──────── Record excerpts ────────
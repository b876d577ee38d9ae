//! SQLite backend.

use std::str::FromStr;

use {
    async_trait::async_trait,
    bulkwa_common::{Campaign, CampaignStatus, InvalidRecord, SessionRecord, SessionStatus},
    chrono::{DateTime, Utc},
    sqlx::{
        Row, SqlitePool,
        sqlite::{SqliteConnectOptions, SqliteJournalMode, SqlitePoolOptions, SqliteRow},
    },
    tracing::{debug, info},
};

use crate::{
    campaign::CampaignStore,
    error::{StoreError, StoreResult},
    heartbeat::{Heartbeat, HeartbeatStore},
    session::SessionStore,
};

const CAMPAIGN_COLUMNS: &str = "id, account_id, recipients, body, media_ref, pacing_ms, \
                                schedule_at, status, sent_count, failed_count, progress, \
                                started_at, completed_at, last_error, created_at";

/// Store backed by a SQLite database (WAL mode), migrated on connect.
#[derive(Clone)]
pub struct SqliteStore {
    pool: SqlitePool,
}

impl SqliteStore {
    /// Open (creating if missing) the database at `url` and run migrations.
    pub async fn connect(url: &str) -> StoreResult<Self> {
        let options = SqliteConnectOptions::from_str(url)?
            .create_if_missing(true)
            .journal_mode(SqliteJournalMode::Wal);
        let pool = SqlitePoolOptions::new()
            .max_connections(5)
            .connect_with(options)
            .await?;
        Self::from_pool(pool).await
    }

    /// Private in-memory database. A single connection keeps every query on
    /// the same database.
    pub async fn in_memory() -> StoreResult<Self> {
        let options = SqliteConnectOptions::from_str("sqlite::memory:")?;
        let pool = SqlitePoolOptions::new()
            .max_connections(1)
            .connect_with(options)
            .await?;
        Self::from_pool(pool).await
    }

    pub async fn from_pool(pool: SqlitePool) -> StoreResult<Self> {
        sqlx::migrate!("./migrations").run(&pool).await?;
        info!("sqlite store ready");
        Ok(Self { pool })
    }

    pub fn pool(&self) -> &SqlitePool {
        &self.pool
    }
}

fn to_millis(t: DateTime<Utc>) -> i64 {
    t.timestamp_millis()
}

fn from_millis(ms: i64) -> StoreResult<DateTime<Utc>> {
    DateTime::from_timestamp_millis(ms)
        .ok_or_else(|| InvalidRecord(format!("timestamp out of range: {ms}")).into())
}

fn opt_from_millis(ms: Option<i64>) -> StoreResult<Option<DateTime<Utc>>> {
    ms.map(from_millis).transpose()
}

fn clamp_i64(v: u64) -> i64 {
    i64::try_from(v).unwrap_or(i64::MAX)
}

fn count_from(v: i64) -> u32 {
    u32::try_from(v.max(0)).unwrap_or(u32::MAX)
}

fn session_from_row(row: &SqliteRow) -> StoreResult<SessionRecord> {
    let status: String = row.try_get("status")?;
    Ok(SessionRecord::restore(
        row.try_get("account_id")?,
        SessionStatus::from_str(&status)?,
        row.try_get("pairing_code")?,
        row.try_get("identity")?,
        from_millis(row.try_get("updated_at")?)?,
    )?)
}

fn campaign_from_row(row: &SqliteRow) -> StoreResult<Campaign> {
    let recipients: String = row.try_get("recipients")?;
    let status: String = row.try_get("status")?;
    let pacing_ms: i64 = row.try_get("pacing_ms")?;
    let progress: i64 = row.try_get("progress")?;
    Ok(Campaign {
        id: row.try_get("id")?,
        account_id: row.try_get("account_id")?,
        recipients: serde_json::from_str(&recipients)?,
        body: row.try_get("body")?,
        media_ref: row.try_get("media_ref")?,
        pacing_ms: u64::try_from(pacing_ms.max(0)).unwrap_or_default(),
        schedule_at: opt_from_millis(row.try_get("schedule_at")?)?,
        status: CampaignStatus::from_str(&status)?,
        sent_count: count_from(row.try_get("sent_count")?),
        failed_count: count_from(row.try_get("failed_count")?),
        progress: u8::try_from(progress.clamp(0, 100)).unwrap_or(100),
        started_at: opt_from_millis(row.try_get("started_at")?)?,
        completed_at: opt_from_millis(row.try_get("completed_at")?)?,
        last_error: row.try_get("last_error")?,
        created_at: from_millis(row.try_get("created_at")?)?,
    })
}

#[async_trait]
impl SessionStore for SqliteStore {
    async fn upsert_session(&self, record: &SessionRecord) -> StoreResult<()> {
        sqlx::query(
            "INSERT INTO whatsapp_sessions (account_id, status, pairing_code, identity, updated_at)
             VALUES (?, ?, ?, ?, ?)
             ON CONFLICT(account_id) DO UPDATE SET
                 status = excluded.status,
                 pairing_code = excluded.pairing_code,
                 identity = excluded.identity,
                 updated_at = excluded.updated_at",
        )
        .bind(record.account_id())
        .bind(record.status().as_str())
        .bind(record.pairing_code())
        .bind(record.identity())
        .bind(to_millis(record.updated_at()))
        .execute(&self.pool)
        .await?;
        debug!(account_id = record.account_id(), status = %record.status(), "session row upserted");
        Ok(())
    }

    async fn get_session(&self, account_id: &str) -> StoreResult<Option<SessionRecord>> {
        let row = sqlx::query(
            "SELECT account_id, status, pairing_code, identity, updated_at
             FROM whatsapp_sessions WHERE account_id = ?",
        )
        .bind(account_id)
        .fetch_optional(&self.pool)
        .await?;
        row.as_ref().map(session_from_row).transpose()
    }
}

#[async_trait]
impl CampaignStore for SqliteStore {
    async fn insert_campaign(&self, campaign: &Campaign) -> StoreResult<()> {
        let inserted = sqlx::query(&format!(
            "INSERT INTO campaigns ({CAMPAIGN_COLUMNS})
             VALUES (?, ?, ?, ?, ?, ?, ?, ?, ?, ?, ?, ?, ?, ?, ?)
             ON CONFLICT (id) DO NOTHING"
        ))
        .bind(&campaign.id)
        .bind(&campaign.account_id)
        .bind(serde_json::to_string(&campaign.recipients)?)
        .bind(&campaign.body)
        .bind(&campaign.media_ref)
        .bind(clamp_i64(campaign.pacing_ms))
        .bind(campaign.schedule_at.map(to_millis))
        .bind(campaign.status.as_str())
        .bind(i64::from(campaign.sent_count))
        .bind(i64::from(campaign.failed_count))
        .bind(i64::from(campaign.progress))
        .bind(campaign.started_at.map(to_millis))
        .bind(campaign.completed_at.map(to_millis))
        .bind(&campaign.last_error)
        .bind(to_millis(campaign.created_at))
        .execute(&self.pool)
        .await?;
        if inserted.rows_affected() == 0 {
            return Err(StoreError::campaign_exists(&campaign.id));
        }
        Ok(())
    }

    async fn get_campaign(&self, id: &str) -> StoreResult<Option<Campaign>> {
        let row = sqlx::query(&format!(
            "SELECT {CAMPAIGN_COLUMNS} FROM campaigns WHERE id = ?"
        ))
        .bind(id)
        .fetch_optional(&self.pool)
        .await?;
        row.as_ref().map(campaign_from_row).transpose()
    }

    async fn list_pending(&self, limit: usize) -> StoreResult<Vec<Campaign>> {
        let rows = sqlx::query(&format!(
            "SELECT {CAMPAIGN_COLUMNS} FROM campaigns
             WHERE status = 'pending'
             ORDER BY created_at ASC LIMIT ?"
        ))
        .bind(clamp_i64(limit as u64))
        .fetch_all(&self.pool)
        .await?;
        rows.iter().map(campaign_from_row).collect()
    }

    async fn list_due_scheduled(
        &self,
        now: DateTime<Utc>,
        limit: usize,
    ) -> StoreResult<Vec<Campaign>> {
        let rows = sqlx::query(&format!(
            "SELECT {CAMPAIGN_COLUMNS} FROM campaigns
             WHERE status = 'scheduled' AND schedule_at <= ?
             ORDER BY schedule_at ASC LIMIT ?"
        ))
        .bind(to_millis(now))
        .bind(clamp_i64(limit as u64))
        .fetch_all(&self.pool)
        .await?;
        rows.iter().map(campaign_from_row).collect()
    }

    async fn claim_campaign(
        &self,
        id: &str,
        started_at: DateTime<Utc>,
    ) -> StoreResult<Option<Campaign>> {
        let claimed = sqlx::query(
            "UPDATE campaigns
             SET status = 'processing', started_at = COALESCE(started_at, ?)
             WHERE id = ? AND status IN ('pending', 'scheduled')",
        )
        .bind(to_millis(started_at))
        .bind(id)
        .execute(&self.pool)
        .await?
        .rows_affected();
        if claimed == 0 {
            return Ok(None);
        }
        self.get_campaign(id).await
    }

    async fn record_progress(
        &self,
        id: &str,
        sent_count: u32,
        failed_count: u32,
        progress: u8,
    ) -> StoreResult<()> {
        sqlx::query(
            "UPDATE campaigns SET sent_count = ?, failed_count = ?, progress = ? WHERE id = ?",
        )
        .bind(i64::from(sent_count))
        .bind(i64::from(failed_count))
        .bind(i64::from(progress))
        .bind(id)
        .execute(&self.pool)
        .await?;
        Ok(())
    }

    async fn complete_campaign(
        &self,
        id: &str,
        sent_count: u32,
        failed_count: u32,
        progress: u8,
        completed_at: DateTime<Utc>,
    ) -> StoreResult<()> {
        sqlx::query(
            "UPDATE campaigns
             SET status = 'completed', sent_count = ?, failed_count = ?, progress = ?,
                 completed_at = ?
             WHERE id = ?",
        )
        .bind(i64::from(sent_count))
        .bind(i64::from(failed_count))
        .bind(i64::from(progress))
        .bind(to_millis(completed_at))
        .bind(id)
        .execute(&self.pool)
        .await?;
        Ok(())
    }

    async fn fail_campaign(
        &self,
        id: &str,
        error: &str,
        completed_at: DateTime<Utc>,
    ) -> StoreResult<()> {
        sqlx::query(
            "UPDATE campaigns SET status = 'failed', last_error = ?, completed_at = ? WHERE id = ?",
        )
        .bind(error)
        .bind(to_millis(completed_at))
        .bind(id)
        .execute(&self.pool)
        .await?;
        Ok(())
    }

    async fn release_campaign(&self, id: &str) -> StoreResult<()> {
        sqlx::query("UPDATE campaigns SET status = 'pending' WHERE id = ? AND status = 'processing'")
            .bind(id)
            .execute(&self.pool)
            .await?;
        Ok(())
    }

    async fn requeue_interrupted(&self) -> StoreResult<u64> {
        let requeued =
            sqlx::query("UPDATE campaigns SET status = 'pending' WHERE status = 'processing'")
                .execute(&self.pool)
                .await?
                .rows_affected();
        Ok(requeued)
    }
}

#[async_trait]
impl HeartbeatStore for SqliteStore {
    async fn record_heartbeat(&self, heartbeat: &Heartbeat) -> StoreResult<()> {
        sqlx::query(
            "INSERT INTO engine_status (id, status, active_sessions, last_heartbeat)
             VALUES (1, ?, ?, ?)
             ON CONFLICT(id) DO UPDATE SET
                 status = excluded.status,
                 active_sessions = excluded.active_sessions,
                 last_heartbeat = excluded.last_heartbeat",
        )
        .bind(&heartbeat.status)
        .bind(clamp_i64(heartbeat.active_sessions as u64))
        .bind(to_millis(heartbeat.last_heartbeat))
        .execute(&self.pool)
        .await?;
        Ok(())
    }

    async fn last_heartbeat(&self) -> StoreResult<Option<Heartbeat>> {
        let row = sqlx::query(
            "SELECT status, active_sessions, last_heartbeat FROM engine_status WHERE id = 1",
        )
        .fetch_optional(&self.pool)
        .await?;
        let Some(row) = row else {
            return Ok(None);
        };
        let active: i64 = row.try_get("active_sessions")?;
        Ok(Some(Heartbeat {
            status: row.try_get("status")?,
            active_sessions: usize::try_from(active.max(0)).unwrap_or_default(),
            last_heartbeat: from_millis(row.try_get("last_heartbeat")?)?,
        }))
    }
}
────────
Work to complete: Please copy only these lines, exactly: the first line of the records through the line containing "pub fn pool(&self)", ends included.

Answer to this task:
repository b876d577ee38d9ae
//! SQLite backend.

use std::str::FromStr;

use {
    async_trait::async_trait,
    bulkwa_common::{Campaign, CampaignStatus, InvalidRecord, SessionRecord, SessionStatus},
    chrono::{DateTime, Utc},
    sqlx::{
        Row, SqlitePool,
        sqlite::{SqliteConnectOptions, SqliteJournalMode, SqlitePoolOptions, SqliteRow},
    },
    tracing::{debug, info},
};

use crate::{
    campaign::CampaignStore,
    error::{StoreError, StoreResult},
    heartbeat::{Heartbeat, HeartbeatStore},
    session::SessionStore,
};

const CAMPAIGN_COLUMNS: &str = "id, account_id, recipients, body, media_ref, pacing_ms, \
                                schedule_at, status, sent_count, failed_count, progress, \
                                started_at, completed_at, last_error, created_at";

/// Store backed by a SQLite database (WAL mode), migrated on connect.
#[derive(Clone)]
pub struct SqliteStore {
    pool: SqlitePool,
}

impl SqliteStore {
    /// Open (creating if missing) the database at `url` and run migrations.
    pub async fn connect(url: &str) -> StoreResult<Self> {
        let options = SqliteConnectOptions::from_str(url)?
            .create_if_missing(true)
            .journal_mode(SqliteJournalMode::Wal);
        let pool = SqlitePoolOptions::new()
            .max_connections(5)
            .connect_with(options)
            .await?;
        Self::from_pool(pool).await
    }

    /// Private in-memory database. A single connection keeps every query on
    /// the same database.
    pub async fn in_memory() -> StoreResult<Self> {
        let options = SqliteConnectOptions::from_str("sqlite::memory:")?;
        let pool = SqlitePoolOptions::new()
            .max_connections(1)
            .connect_with(options)
            .await?;
        Self::from_pool(pool).await
    }

    pub async fn from_pool(pool: SqlitePool) -> StoreResult<Self> {
        sqlx::migrate!("./migrations").run(&pool).await?;
        info!("sqlite store ready");
        Ok(Self { pool })
    }

    pub fn pool(&self) -> &SqlitePool {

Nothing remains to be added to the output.